Committing to Questions in a World of Assumptions

By Nora ArianaPublished 8 months ago 6 min read
Photo by Nora Williams 2025

With Mother’s Day on the horizon, I’ve been thinking more often than usual about my Mom and the gifts she gave me, one of which is an unwavering belief that you can learn something from everyone you meet.

The beauty of the online community we have here is that we may never literally “meet,” but we learn so much from each other’s stories. I find that I’m learning the most from the people who seem the least like me. We share something deeper than demographics.

I’ve overcome my initial anxiety regarding who could possibly relate to someone like me, because I’m finding that the surface isn’t overly significant here and there’s so little judgment. But it’s not so in other environments.

When strangers find out I’m a homeschooling mom with ten kids, many assume that they can “explain” me.

Assumption 1: I’m in a cult.

Nope.

Assumption 2: Surely I homeschool for religious reasons.

Wrong again.

My husband and I sincerely try to live our beliefs, and our kids can see every day how those beliefs shape our lives. They can decide for themselves if our beliefs seem good.

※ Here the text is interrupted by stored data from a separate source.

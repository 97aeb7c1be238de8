//! DOCX backend built on `zip` + `quick-xml`

mod document;
mod package;
mod paragraph;
mod xml;

pub use document::WordDocument;
pub use package::Package;
pub use paragraph::{paragraph_text, set_paragraph_text};
pub use xml::{XmlElement, XmlNode, XmlTree};

use crate::backend::{DocumentBackend, DocumentModel};
use crate::error::DocfillError;

/// Native Office Open XML backend
#[derive(Debug, Default, Clone, Copy)]
pub struct OoxmlBackend;

impl DocumentBackend for OoxmlBackend {
    fn name(&self) -> &'static str {
        "ooxml"
    }

    fn open(&self, bytes: &[u8]) -> Result<Box<dyn DocumentModel>, DocfillError> {
        Ok(Box::new(WordDocument::open(bytes)?))
    }
}
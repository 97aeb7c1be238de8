//! Property-based tests for docfill-core
//!
//! Parser rules over generated line sets, and fill behaviour over generated
//! mappings applied to in-memory DOCX templates.

use std::collections::BTreeMap;

use docfill_core::fixtures::DocxBuilder;
use docfill_core::{extract, fill, parse_key_values, KeyValues};
use proptest::prelude::*;

fn key() -> impl Strategy<Value = String> {
    "[a-z_][a-z0-9_]{0,11}"
}

fn value() -> impl Strategy<Value = String> {
    "[A-Za-z0-9][A-Za-z0-9 .,/-]{0,24}"
}

/// Lines the parser must skip
fn noise_line() -> impl Strategy<Value = String> {
    prop_oneof![
        Just(String::new()),
        "[ \t]{1,4}",
        "#[ -~]{0,20}",
        "[A-Za-z0-9 ]{1,20}",   // no colon
        " *: *[a-z]{0,10}",     // empty key
    ]
}

proptest! {
    #![proptest_config(ProptestConfig::with_cases(100))]

    // ============================================================
    // Key-Value Parser
    // ============================================================

    #[test]
    fn parse_matches_last_occurrence(
        pairs in prop::collection::vec((key(), value()), 0..12),
        pad in "[ \t]{0,3}",
    ) {
        let text = pairs
            .iter()
            .map(|(k, v)| format!("{pad}{k}{pad}:{pad}{v}{pad}"))
            .collect::<Vec<_>>()
            .join("\n");

        let expected: BTreeMap<String, String> = pairs
            .iter()
            .map(|(k, v)| (k.clone(), v.trim().to_string()))
            .collect();

        prop_assert_eq!(parse_key_values(&text).into_inner(), expected);
    }

    #[test]
    fn parse_skips_noise_lines(
        noise in prop::collection::vec(noise_line(), 0..10),
        k in key(),
        v in value(),
    ) {
        let mut lines = noise.clone();
        lines.push(format!("{k}: {v}"));
        let text = lines.join("\r\n");

        let parsed = parse_key_values(&text);
        prop_assert_eq!(parsed.len(), 1);
        prop_assert_eq!(parsed.get(&k), Some(v.trim()));
    }

    #[test]
    fn parse_output_is_trimmed_and_keyed(text in "[ -~\n]{0,200}") {
        for (k, v) in parse_key_values(&text).iter() {
            prop_assert!(!k.is_empty());
            prop_assert!(!k.starts_with('#'));
            prop_assert_eq!(k, k.trim());
            prop_assert_eq!(v, v.trim());
        }
    }

    // ============================================================
    // Template Filler
    // ============================================================

    #[test]
    fn fill_replaces_every_known_placeholder(k in key(), v in value()) {
        let template = DocxBuilder::new()
            .paragraph(&format!("Campo {{{{{k}}}}} fim"))
            .build();
        let values: KeyValues = [(k.clone(), v.clone())].into_iter().collect();

        let filled = fill(&template, &values).unwrap();
        prop_assert_eq!(extract(&filled, "docx").unwrap(), format!("Campo {v} fim"));
    }

    #[test]
    fn fill_twice_equals_fill_once(
        pairs in prop::collection::btree_map(key(), value(), 1..5),
    ) {
        let body = pairs
            .keys()
            .map(|k| format!("{{{{{k}}}}} {{{{missing}}}}"))
            .collect::<Vec<_>>();
        let mut builder = DocxBuilder::new();
        for line in &body {
            builder = builder.paragraph(line);
        }
        let template = builder.build();
        let values = KeyValues::from(pairs);

        let once = fill(&template, &values).unwrap();
        let twice = fill(&once, &values).unwrap();
        prop_assert_eq!(extract(&once, "docx").unwrap(), extract(&twice, "docx").unwrap());
    }
}
//! PDF text backend built on `lopdf`

use lopdf::Document;
use tracing::{debug, warn};

use crate::backend::PdfBackend;
use crate::error::DocfillError;

/// Page-by-page text extraction with lopdf
#[derive(Debug, Default, Clone, Copy)]
pub struct LopdfBackend;

impl PdfBackend for LopdfBackend {
    fn name(&self) -> &'static str {
        "lopdf"
    }

    fn page_texts(&self, bytes: &[u8]) -> Result<Vec<Option<String>>, DocfillError> {
        let doc = Document::load_mem(bytes).map_err(|e| DocfillError::ReadError(e.to_string()))?;

        if doc.is_encrypted() {
            return Err(DocfillError::ReadError(
                "PDF is encrypted; text cannot be extracted".to_string(),
            ));
        }

        let pages = doc.get_pages();
        debug!("Extracting text from {} PDF pages", pages.len());

        // get_pages is keyed by 1-based page number, so iteration is page order
        let texts = pages
            .keys()
            .map(|&page| match doc.extract_text(&[page]) {
                Ok(text) => {
                    let text = text.trim_end_matches(['\r', '\n']);
                    if text.trim().is_empty() {
                        None
                    } else {
                        Some(text.to_string())
                    }
                }
                Err(e) => {
                    warn!("No text extracted from page {}: {}", page, e);
                    None
                }
            })
            .collect();

        Ok(texts)
    }
}

#[cfg(test)]
mod tests {
    use super::*;
    use lopdf::content::{Content, Operation};
    use lopdf::{dictionary, Object, Stream};

    /// PDF whose pages show the given strings; `None` leaves a page blank
    fn create_test_pdf(pages: &[Option<&str>]) -> Vec<u8> {
        let mut doc = Document::with_version("1.7");
        let pages_id = doc.new_object_id();

        let font_id = doc.add_object(dictionary! {
            "Type" => "Font",
            "Subtype" => "Type1",
            "BaseFont" => "Helvetica",
            "Encoding" => "WinAnsiEncoding",
        });
        let resources_id = doc.add_object(dictionary! {
            "Font" => dictionary! { "F1" => font_id },
        });

        let mut page_ids = Vec::new();
        for text in pages {
            let operations = match text {
                Some(text) => vec![
                    Operation::new("BT", vec![]),
                    Operation::new("Tf", vec!["F1".into(), 12.into()]),
                    Operation::new("Td", vec![100.into(), 700.into()]),
                    Operation::new("Tj", vec![Object::string_literal(*text)]),
                    Operation::new("ET", vec![]),
                ],
                None => vec![],
            };
            let content = Content { operations };
            let content_id = doc.add_object(Stream::new(
                lopdf::Dictionary::new(),
                content.encode().unwrap(),
            ));
            let page_id = doc.add_object(dictionary! {
                "Type" => "Page",
                "Parent" => pages_id,
                "MediaBox" => vec![0.into(), 0.into(), 612.into(), 792.into()],
                "Contents" => content_id,
                "Resources" => resources_id,
            });
            page_ids.push(page_id);
        }

        doc.objects.insert(
            pages_id,
            Object::Dictionary(dictionary! {
                "Type" => "Pages",
                "Count" => page_ids.len() as i64,
                "Kids" => page_ids.iter().map(|id| Object::Reference(*id)).collect::<Vec<_>>(),
            }),
        );
        let catalog_id = doc.add_object(dictionary! {
            "Type" => "Catalog",
            "Pages" => pages_id,
        });
        doc.trailer.set("Root", catalog_id);

        let mut buffer = Vec::new();
        doc.save_to(&mut buffer).unwrap();
        buffer
    }

    #[test]
    fn test_pages_in_order() {
        let pdf = create_test_pdf(&[Some("Primeira"), Some("Segunda")]);
        let texts = LopdfBackend.page_texts(&pdf).unwrap();
        assert_eq!(texts.len(), 2);
        assert!(texts[0].as_deref().unwrap().contains("Primeira"));
        assert!(texts[1].as_deref().unwrap().contains("Segunda"));
    }

    #[test]
    fn test_blank_page_is_none() {
        let pdf = create_test_pdf(&[Some("nome: Ana"), None]);
        let texts = LopdfBackend.page_texts(&pdf).unwrap();
        assert_eq!(texts.len(), 2);
        assert!(texts[0].is_some());
        assert_eq!(texts[1], None);
    }

    #[test]
    fn test_garbage_is_read_error() {
        let err = LopdfBackend.page_texts(b"not a pdf").unwrap_err();
        assert!(matches!(err, DocfillError::ReadError(_)));
    }
}
//! Pluggable document and PDF backends
//!
//! The extractor and filler never talk to a parsing library directly. They go
//! through the traits below, and the host decides at startup which
//! implementation is wired in:
//!
//! | Capability | Available backend | Fallback |
//! |------------|-------------------|----------|
//! | DOCX object model | [`crate::ooxml::OoxmlBackend`] (feature `ooxml`) | [`UnavailableDocumentBackend`] |
//! | PDF text | [`crate::pdf::LopdfBackend`] (feature `pdf`) | [`UnavailablePdfBackend`] |
//!
//! An unavailable backend answers every call with
//! [`DocfillError::MissingDependency`].

use std::fmt;
use std::sync::Arc;

use crate::error::DocfillError;

/// An opened word-processing document
pub trait DocumentModel {
    /// Text of each body paragraph, in document order
    fn paragraph_texts(&self) -> Vec<String>;

    /// Text of each cell of each body table, row-major
    fn table_cell_texts(&self) -> Vec<String>;

    /// Visit every fillable paragraph (body, headers, footers, table cells).
    ///
    /// `edit` receives the paragraph text and returns the replacement, or
    /// `None` to leave the paragraph alone. Returns how many paragraphs were
    /// rewritten.
    fn rewrite_paragraphs(&mut self, edit: &mut dyn FnMut(&str) -> Option<String>) -> usize;

    /// Serialize the (possibly modified) document to a fresh buffer
    fn save(&mut self) -> Result<Vec<u8>, DocfillError>;
}

/// Provider of the DOCX document object model
pub trait DocumentBackend: Send + Sync {
    /// Backend identifier
    fn name(&self) -> &'static str;

    /// Parse a DOCX buffer
    fn open(&self, bytes: &[u8]) -> Result<Box<dyn DocumentModel>, DocfillError>;
}

/// Provider of PDF text extraction
pub trait PdfBackend: Send + Sync {
    /// Backend identifier
    fn name(&self) -> &'static str;

    /// Text of each page in page order; `None` for pages without text
    fn page_texts(&self, bytes: &[u8]) -> Result<Vec<Option<String>>, DocfillError>;
}

/// Stand-in used when no DOCX library is compiled in
#[derive(Debug, Default, Clone, Copy)]
pub struct UnavailableDocumentBackend;

impl DocumentBackend for UnavailableDocumentBackend {
    fn name(&self) -> &'static str {
        "unavailable"
    }

    fn open(&self, _bytes: &[u8]) -> Result<Box<dyn DocumentModel>, DocfillError> {
        Err(DocfillError::MissingDependency("DOCX".to_string()))
    }
}

/// Stand-in used when no PDF library is compiled in
#[derive(Debug, Default, Clone, Copy)]
pub struct UnavailablePdfBackend;

impl PdfBackend for UnavailablePdfBackend {
    fn name(&self) -> &'static str {
        "unavailable"
    }

    fn page_texts(&self, _bytes: &[u8]) -> Result<Vec<Option<String>>, DocfillError> {
        Err(DocfillError::MissingDependency("PDF".to_string()))
    }
}

/// The pair of backends the core functions run against
#[derive(Clone)]
pub struct Backends {
    pub document: Arc<dyn DocumentBackend>,
    pub pdf: Arc<dyn PdfBackend>,
}

impl Backends {
    pub fn new(document: Arc<dyn DocumentBackend>, pdf: Arc<dyn PdfBackend>) -> Self {
        Self { document, pdf }
    }

    /// Both capabilities missing
    pub fn unavailable() -> Self {
        Self::new(
            Arc::new(UnavailableDocumentBackend),
            Arc::new(UnavailablePdfBackend),
        )
    }

    pub fn with_document(mut self, document: Arc<dyn DocumentBackend>) -> Self {
        self.document = document;
        self
    }

    pub fn with_pdf(mut self, pdf: Arc<dyn PdfBackend>) -> Self {
        self.pdf = pdf;
        self
    }
}

impl Default for Backends {
    /// Real backends for every compiled-in feature, stand-ins for the rest
    fn default() -> Self {
        #[cfg(feature = "ooxml")]
        let document: Arc<dyn DocumentBackend> = Arc::new(crate::ooxml::OoxmlBackend);
        #[cfg(not(feature = "ooxml"))]
        let document: Arc<dyn DocumentBackend> = Arc::new(UnavailableDocumentBackend);

        #[cfg(feature = "pdf")]
        let pdf: Arc<dyn PdfBackend> = Arc::new(crate::pdf::LopdfBackend);
        #[cfg(not(feature = "pdf"))]
        let pdf: Arc<dyn PdfBackend> = Arc::new(UnavailablePdfBackend);

        Self::new(document, pdf)
    }
}

impl fmt::Debug for Backends {
    fn fmt(&self, f: &mut fmt::Formatter<'_>) -> fmt::Result {
        f.debug_struct("Backends")
            .field("document", &self.document.name())
            .field("pdf", &self.pdf.name())
            .finish()
    }
}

My observations suggest that anything resembling a cloistered approach risks pushing kids away from religion rather than helping them develop healthy spiritual lives. So no, our homeschool is not religiously motivated or focused.

Assumption 3: I’ve concluded that “public schools are failing America’s kids,” so I want to give mine a “superior” education at home.

Not at all.

I have no personal problems with the public schools. My extended family includes many teachers at all levels of public schooling, and I can see how dedicated they and many of their colleagues are.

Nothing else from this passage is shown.